O IMPÉRIO ORIENTAL
A evolução das coisas na Turquia é, de longe, uma ameaça maior que todos os fundamentalismos juntos. É que, se Mustafá Kemal fez os mais revolucionários esforços para ocidentalizar a Turquia, Erdogan está decidido, custe o que custar e a quem custar, a remuçulmanizá-la, e da pior maneira.

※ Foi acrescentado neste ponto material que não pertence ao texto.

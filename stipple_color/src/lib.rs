// Copyright 2026 the Stipple Authors
// SPDX-License-Identifier: Apache-2.0 OR MIT

// After you edit the crate's doc comment, run this command, then check README.md for any missing links
// cargo rdme --workspace-project=stipple_color --heading-base-level=0

//! Stipple Color: the layered per-point color model for cloud annotation.
//!
//! A loaded cloud carries three parallel color buffers:
//!
//! - `original`: the reference colors, read-only after load. Loaded from a
//!   paired pristine file when one exists, otherwise copied from the
//!   annotated file itself.
//! - `enhancement`: a contrast-boosted view derived from `original` by a
//!   monotonic tone curve. Recomputed whenever the contrast controls change,
//!   never edited by the user.
//! - `edited`: the annotation layer. Starts as the annotated file's on-disk
//!   colors, is mutated by strokes and undo/redo, and is what gets saved.
//!
//! All three buffers stay in lockstep with the cloud identity: loading a new
//! cloud replaces the whole [`ColorLayers`] value.
//!
//! Display colors are composited on demand: unedited points show the
//! enhancement (contrast never destroys data — it only changes what is
//! drawn), edited points show the edited color blended over the base by the
//! annotation alpha.
//!
//! Undo is stroke-grained: a whole pointer-down-to-pointer-up gesture
//! collapses into one history entry snapshotting the pre-stroke colors of
//! exactly the touched indices.
//!
//! # Example
//!
//! ```rust
//! use stipple_color::{ColorLayers, PaintSource, Rgb8};
//!
//! let black = Rgb8::BLACK;
//! let red = Rgb8::new(255, 0, 0);
//!
//! let mut layers = ColorLayers::new(vec![black; 4]);
//! layers.begin_stroke();
//! layers.apply(&[0, 2], PaintSource::Color(red));
//! layers.commit_stroke(&[0, 2]);
//!
//! assert_eq!(layers.composite()[0], red);
//! assert_eq!(layers.composite()[1], black);
//! assert!(layers.has_edits());
//!
//! assert!(layers.undo().is_some());
//! assert!(!layers.has_edits());
//! ```

#![no_std]

extern crate alloc;

mod history;
mod layers;
pub mod tone;

pub use history::{History, HistoryEntry};
pub use layers::{BufferLengthError, ColorLayers, PaintSource};

/// An 8-bit RGB color.
#[derive(Copy, Clone, Debug, PartialEq, Eq, Hash)]
pub struct Rgb8 {
    /// Red channel.
    pub r: u8,
    /// Green channel.
    pub g: u8,
    /// Blue channel.
    pub b: u8,
}

impl Rgb8 {
    /// Black, the default color for clouds loaded without a color attribute.
    pub const BLACK: Self = Self::new(0, 0, 0);

    /// Create a color from its channels.
    #[inline(always)]
    pub const fn new(r: u8, g: u8, b: u8) -> Self {
        Self { r, g, b }
    }

    /// The channels as an array.
    #[inline]
    pub const fn to_array(self) -> [u8; 3] {
        [self.r, self.g, self.b]
    }
}

impl From<[u8; 3]> for Rgb8 {
    #[inline]
    fn from([r, g, b]: [u8; 3]) -> Self {
        Self { r, g, b }
    }
}

impl Default for Rgb8 {
    fn default() -> Self {
        Self::BLACK
    }
}
// Copyright 2026 the Stipple Authors
// SPDX-License-Identifier: Apache-2.0 OR MIT

//! The annotation session state machine.

use alloc::vec::Vec;

use hashbrown::HashSet;
use kurbo::{Point, Size};

use stipple_brush::stroke::{LineWalker, PaintThrottle, StrokeWalker};
use stipple_brush::{BrushParams, touched_indices};
use stipple_camera::{
    CameraRig, CameraState, FIT_PADDING, FitScheduler, Pane, ViewPreset, fit_shared_once,
    fit_to_bounds, zoom_at_cursor,
};
use stipple_color::{PaintSource, Rgb8};

use crate::document::CloudDocument;
use crate::events::{Modifiers, PointerButtons, PointerEvent};
use crate::mode::Mode;

/// What the host must redraw after a session call.
#[derive(Clone, Debug, PartialEq, Eq)]
pub enum Refresh {
    /// Nothing changed.
    None,
    /// The display colors of these points changed; recomposite just them.
    Subset(Vec<usize>),
    /// Recomposite the whole display buffer.
    Full,
    /// Camera state changed; re-render both panes from their cameras.
    Camera,
}

impl Refresh {
    fn from_indices(mut indices: Vec<usize>) -> Self {
        if indices.is_empty() {
            return Self::None;
        }
        indices.sort_unstable();
        indices.dedup();
        Self::Subset(indices)
    }
}

/// The in-flight stroke: one value instead of scattered flags, so
/// "no stroke" and "stroke active" are the only representable states.
#[derive(Debug)]
struct Stroke {
    pane: Pane,
    touched: HashSet<usize>,
    walker: Walker,
}

#[derive(Debug)]
enum Walker {
    Free(StrokeWalker),
    Line(LineWalker),
}

/// The interactive annotation engine.
///
/// Owns the document, the camera rig, the brush, the mode, and the stroke
/// state machine. Single-threaded and synchronous: every call reads a
/// consistent camera and buffer snapshot, and pointer events must arrive in
/// order.
#[derive(Debug)]
pub struct AnnotationSession {
    document: CloudDocument,
    rig: CameraRig,
    mode: Mode,
    brush: BrushParams,
    paint_color: Rgb8,
    preset: ViewPreset,
    throttle: PaintThrottle,
    fits: FitScheduler,
    working_viewport: Size,
    reference_viewport: Size,
    stroke: Option<Stroke>,
}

Longe vão os dias em que, na praça Taksim, protestavam os que temiam o iminente caminho para a ditadura teocrática, o poder pessoal, o fim do Direito no Estado e dos direitos dos turcos. Hoje, nem a uma só voz é permitido pôr em dúvida tal caminho. As listas da purga estavam elaboradas, como é evidente, à espera de uma oportunidade. Nenhuma liberdade escapa, nenhuma opinião desalinhada se tolera e – maior perversidade é impossível - em nome de uma democracia, representada por massas ululantes, estabelece-se ou reestabelece-se o poder totalitário, sem peias nem escrúpulos.
O “tampão” turco da Europa e do mundo Ocidental deixará simplesmente de existir, e ninguém sabe como nem quando outra estrutura fiável poderá ser posta em acto.
São já evidentes as intenções do ditador de recriar a “grande Turquia”, com incontidas ambições hegemónicas no médio oriente, no Cáucaso, na Ásia central e, porque não, uma vez tal hegemonia consolidada, o avanço para Ocidente, coisa que jamais deixou de estar no imaginário colectivo dos saudosistas imperiais.
Talvez nada disto venha a acontecer. Resta saber à custa de quê. Desta feita, a ameaça não é a de grupos terroristas mais ou menos organizados, nem a de loucos e camicases, é a de um poder imenso, militar e económico, disposto a tudo em nome de um regime que se diz democrático ao mesmo tempo que mete todos os valores da democracia no caixote do lixo. O poder turco vai deixar de ser alinhado com o Ocidente para ir buscar apoios à Rússia de Putin e a outros dignos de igual “confiança”, na mira de uma nova divisão de influências e de equilíbrios. Mudam os pratos da balança, aumentam os riscos, agora não de fora mas do próprio seio das nossas defesas.